-- Opening Marker --

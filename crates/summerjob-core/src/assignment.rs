//! Assignment engine: scheduling proposed jobs into a plan and keeping each
//! worker in at most one job per plan.
//!
//! Every write runs in one transaction that starts by locking the plan row,
//! so concurrent reassignments within a plan serialize.

use std::collections::HashSet;

use anyhow::Context;
use serde::{Deserialize, Serialize};
use sqlx::{PgConnection, PgPool};
use tracing::{info, warn};
use uuid::Uuid;

use summerjob_db::models::{ActiveJob, Plan};
use summerjob_db::queries::{self, active_jobs, plans, proposed_jobs, workers};

use crate::error::{EngineError, EngineResult, Entity};
use crate::resync;

/// Descriptions to store on a new active job. Missing fields are copied from
/// the proposed job.
#[derive(Debug, Clone, Default, Serialize, Deserialize)]
pub struct ActiveJobDescriptions {
    pub public_description: Option<String>,
    pub private_description: Option<String>,
}

/// One entry of a bulk scheduling request.
#[derive(Debug, Clone, Serialize, Deserialize)]
pub struct NewActiveJob {
    pub proposed_job_id: Uuid,
    #[serde(default)]
    pub descriptions: ActiveJobDescriptions,
}

/// Partial update of an active job. `None` leaves a field unchanged.
///
/// `responsible_worker_id: Some(None)` clears the responsible worker.
#[derive(Debug, Clone, Default)]
pub struct ActiveJobUpdate {
    pub public_description: Option<String>,
    pub private_description: Option<String>,
    pub responsible_worker_id: Option<Option<Uuid>>,
    pub worker_ids: Option<Vec<Uuid>>,
}

/// Net effect of a membership change.
#[derive(Debug, Clone, Default, PartialEq, Eq, Serialize)]
pub struct MembershipChange {
    pub added: Vec<Uuid>,
    pub removed: Vec<Uuid>,
    /// `(worker_id, previous_job_id)` for workers pulled out of another job
    /// of the same plan.
    pub moved: Vec<(Uuid, Uuid)>,
}

// -----------------------------------------------------------------------
// Membership
// -----------------------------------------------------------------------

/// Replace the worker set of a job.
///
/// Removed workers are evicted (see [`resync::evict_worker`]). Added workers
/// already in another job of the plan are evicted from that job first.
pub async fn update_active_job_workers(
    pool: &PgPool,
    job_id: Uuid,
    worker_ids: &[Uuid],
) -> EngineResult<MembershipChange> {
    let mut tx = pool.begin().await.context("failed to begin transaction")?;

    let job = lock_job_plan(&mut *tx, job_id).await?;
    let change = apply_membership(&mut *tx, &job, worker_ids).await?;

    tx.commit().await.context("failed to commit transaction")?;

    info!(
        %job_id,
        plan_id = %job.plan_id,
        added = change.added.len(),
        removed = change.removed.len(),
        moved = change.moved.len(),
        "job workers updated"
    );
    Ok(change)
}

/// Evict a single worker from a job. A worker who is not a member leaves the
/// plan untouched apart from stray passenger seats.
pub async fn remove_worker_from_job(
    pool: &PgPool,
    job_id: Uuid,
    worker_id: Uuid,
) -> EngineResult<resync::Eviction> {
    let mut tx = pool.begin().await.context("failed to begin transaction")?;

    let job = lock_job_plan(&mut *tx, job_id).await?;
    let eviction = resync::evict_worker(&mut *tx, job.plan_id, job.id, worker_id).await?;

    tx.commit().await.context("failed to commit transaction")?;

    info!(
        %job_id,
        %worker_id,
        deleted_rides = eviction.deleted_rides.len(),
        "worker removed from job"
    );
    Ok(eviction)
}

/// Apply descriptions, membership and responsible worker in one transaction.
///
/// A responsible worker must be a member of the job once the membership
/// change is applied.
pub async fn update_active_job(
    pool: &PgPool,
    job_id: Uuid,
    update: ActiveJobUpdate,
) -> EngineResult<ActiveJob> {
    let mut tx = pool.begin().await.context("failed to begin transaction")?;

    let job = lock_job_plan(&mut *tx, job_id).await?;

    if update.public_description.is_some() || update.private_description.is_some() {
        active_jobs::update_descriptions(
            &mut *tx,
            job.id,
            update.public_description.as_deref(),
            update.private_description.as_deref(),
        )
        .await?;
    }

    if let Some(worker_ids) = &update.worker_ids {
        apply_membership(&mut *tx, &job, worker_ids).await?;
    }

    if let Some(responsible) = update.responsible_worker_id {
        set_responsible(&mut *tx, job.id, responsible).await?;
    }

    let job = active_jobs::get_active_job(&mut *tx, job_id)
        .await?
        .ok_or_else(|| EngineError::not_found(Entity::ActiveJob, job_id))?;

    tx.commit().await.context("failed to commit transaction")?;

    info!(%job_id, "active job updated");
    Ok(job)
}

/// Diff the current worker set against `requested` and apply it.
///
/// Runs on a connection that already holds the plan lock.
pub(crate) async fn apply_membership(
    conn: &mut PgConnection,
    job: &ActiveJob,
    requested: &[Uuid],
) -> EngineResult<MembershipChange> {
    let requested = dedup(requested);

    let missing = workers::find_missing(conn, &requested).await?;
    if let Some(&id) = missing.first() {
        warn!(job_id = %job.id, worker_id = %id, "unknown worker in membership request");
        return Err(EngineError::not_found(Entity::Worker, id));
    }

    let current = active_jobs::list_worker_ids(conn, job.id).await?;
    let current_set: HashSet<Uuid> = current.iter().copied().collect();
    let requested_set: HashSet<Uuid> = requested.iter().copied().collect();

    let mut change = MembershipChange {
        added: requested
            .iter()
            .copied()
            .filter(|id| !current_set.contains(id))
            .collect(),
        removed: current
            .iter()
            .copied()
            .filter(|id| !requested_set.contains(id))
            .collect(),
        moved: Vec::new(),
    };

    for &worker_id in &change.removed {
        resync::evict_worker(conn, job.plan_id, job.id, worker_id).await?;
    }

    for &worker_id in &change.added {
        if let Some(previous) = active_jobs::find_job_for_worker(conn, job.plan_id, worker_id).await?
        {
            if previous != job.id {
                resync::evict_worker(conn, job.plan_id, previous, worker_id).await?;
                info!(%worker_id, evicted_from = %previous, to = %job.id, "worker moved between jobs");
                change.moved.push((worker_id, previous));
            }
        }
        active_jobs::add_worker(conn, job.id, job.plan_id, worker_id).await?;
    }

    Ok(change)
}

/// Set or clear the responsible worker; a new one must already be a member.
pub(crate) async fn set_responsible(
    conn: &mut PgConnection,
    job_id: Uuid,
    responsible: Option<Uuid>,
) -> EngineResult<()> {
    if let Some(worker_id) = responsible {
        let members = active_jobs::list_worker_ids(conn, job_id).await?;
        if !members.contains(&worker_id) {
            warn!(%job_id, %worker_id, "responsible worker is not a member");
            return Err(EngineError::InvalidInput(format!(
                "responsible worker {worker_id} is not assigned to job {job_id}"
            )));
        }
    }
    active_jobs::set_responsible_worker(conn, job_id, responsible).await?;
    Ok(())
}

// -----------------------------------------------------------------------
// Scheduling
// -----------------------------------------------------------------------

/// Schedule a proposed job into a plan.
///
/// Fails with [`EngineError::DuplicateAssignment`] when the proposed job is
/// already scheduled in that plan.
pub async fn create_active_job(
    pool: &PgPool,
    plan_id: Uuid,
    proposed_job_id: Uuid,
    descriptions: ActiveJobDescriptions,
) -> EngineResult<ActiveJob> {
    let jobs = create_active_jobs_bulk(
        pool,
        plan_id,
        &[NewActiveJob {
            proposed_job_id,
            descriptions,
        }],
    )
    .await?;

    jobs.into_iter()
        .next()
        .ok_or_else(|| EngineError::Storage(anyhow::anyhow!("active job insert returned no row")))
}

/// Schedule several proposed jobs into a plan, all or nothing.
///
/// Duplicates are checked against the plan and within the batch before
/// anything is written.
pub async fn create_active_jobs_bulk(
    pool: &PgPool,
    plan_id: Uuid,
    jobs: &[NewActiveJob],
) -> EngineResult<Vec<ActiveJob>> {
    let mut tx = pool.begin().await.context("failed to begin transaction")?;

    let plan = plans::lock_plan(&mut *tx, plan_id)
        .await?
        .ok_or_else(|| EngineError::not_found(Entity::Plan, plan_id))?;
    let created = schedule_jobs(&mut *tx, &plan, jobs).await?;

    tx.commit().await.context("failed to commit transaction")?;

    info!(%plan_id, count = created.len(), "active jobs created");
    Ok(created)
}

/// Validate and insert `jobs` under a plan the caller has locked.
pub(crate) async fn schedule_jobs(
    conn: &mut PgConnection,
    plan: &Plan,
    jobs: &[NewActiveJob],
) -> EngineResult<Vec<ActiveJob>> {
    let mut seen = HashSet::new();
    for job in jobs {
        if !seen.insert(job.proposed_job_id) {
            warn!(plan_id = %plan.id, proposed_job_id = %job.proposed_job_id, "duplicate proposed job in batch");
            return Err(EngineError::DuplicateAssignment {
                proposed_job_id: job.proposed_job_id,
                plan_id: plan.id,
            });
        }
    }

    let ids: Vec<Uuid> = jobs.iter().map(|j| j.proposed_job_id).collect();
    if let Some(&existing) = active_jobs::find_scheduled_proposed_jobs(conn, plan.id, &ids)
        .await?
        .first()
    {
        warn!(plan_id = %plan.id, proposed_job_id = %existing, "proposed job already scheduled");
        return Err(EngineError::DuplicateAssignment {
            proposed_job_id: existing,
            plan_id: plan.id,
        });
    }

    let proposed = proposed_jobs::get_proposed_jobs(conn, &ids).await?;

    let mut created = Vec::with_capacity(jobs.len());
    for job in jobs {
        let Some(source) = proposed.iter().find(|p| p.id == job.proposed_job_id) else {
            return Err(EngineError::not_found(
                Entity::ProposedJob,
                job.proposed_job_id,
            ));
        };
        if source.event_id != plan.event_id {
            return Err(EngineError::InvalidInput(format!(
                "proposed job {} belongs to another event than plan {}",
                source.id, plan.id
            )));
        }

        let public = job
            .descriptions
            .public_description
            .as_deref()
            .unwrap_or(&source.public_description);
        let private = job
            .descriptions
            .private_description
            .as_deref()
            .unwrap_or(&source.private_description);

        let inserted =
            active_jobs::insert_active_job(conn, plan.id, source.id, public, private).await;
        match inserted {
            Ok(active) => created.push(active),
            // A concurrent insert slipped past the pre-check.
            Err(err) if queries::is_unique_violation(&err) => {
                return Err(EngineError::DuplicateAssignment {
                    proposed_job_id: source.id,
                    plan_id: plan.id,
                });
            }
            Err(err) => return Err(err.into()),
        }
    }

    Ok(created)
}

/// Delete an active job. Its memberships and rides go with it.
pub async fn delete_active_job(pool: &PgPool, job_id: Uuid) -> EngineResult<()> {
    let mut tx = pool.begin().await.context("failed to begin transaction")?;

    let job = lock_job_plan(&mut *tx, job_id).await?;
    active_jobs::delete_active_job(&mut *tx, job.id).await?;

    tx.commit().await.context("failed to commit transaction")?;

    info!(%job_id, plan_id = %job.plan_id, "active job deleted");
    Ok(())
}

// -----------------------------------------------------------------------
// Helpers
// -----------------------------------------------------------------------

/// Resolve a job's plan, lock it, and re-read the job under the lock.
pub(crate) async fn lock_job_plan(conn: &mut PgConnection, job_id: Uuid) -> EngineResult<ActiveJob> {
    let not_found = || EngineError::not_found(Entity::ActiveJob, job_id);

    let job = active_jobs::get_active_job(conn, job_id)
        .await?
        .ok_or_else(not_found)?;
    plans::lock_plan(conn, job.plan_id)
        .await?
        .ok_or_else(|| EngineError::not_found(Entity::Plan, job.plan_id))?;

    // The job may have been deleted while we waited for the lock.
    active_jobs::get_active_job(conn, job_id)
        .await?
        .ok_or_else(not_found)
}

/// Drop repeated IDs, keeping first occurrences in order.
fn dedup(ids: &[Uuid]) -> Vec<Uuid> {
    let mut seen = HashSet::with_capacity(ids.len());
    ids.iter().copied().filter(|id| seen.insert(*id)).collect()
}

-- Closing Marker --

* [Work required] Look through the records and copy every line that has the word "contains".

* [Solution]
            .filter(|id| !current_set.contains(id))
            .filter(|id| !requested_set.contains(id))
        if !members.contains(&worker_id) {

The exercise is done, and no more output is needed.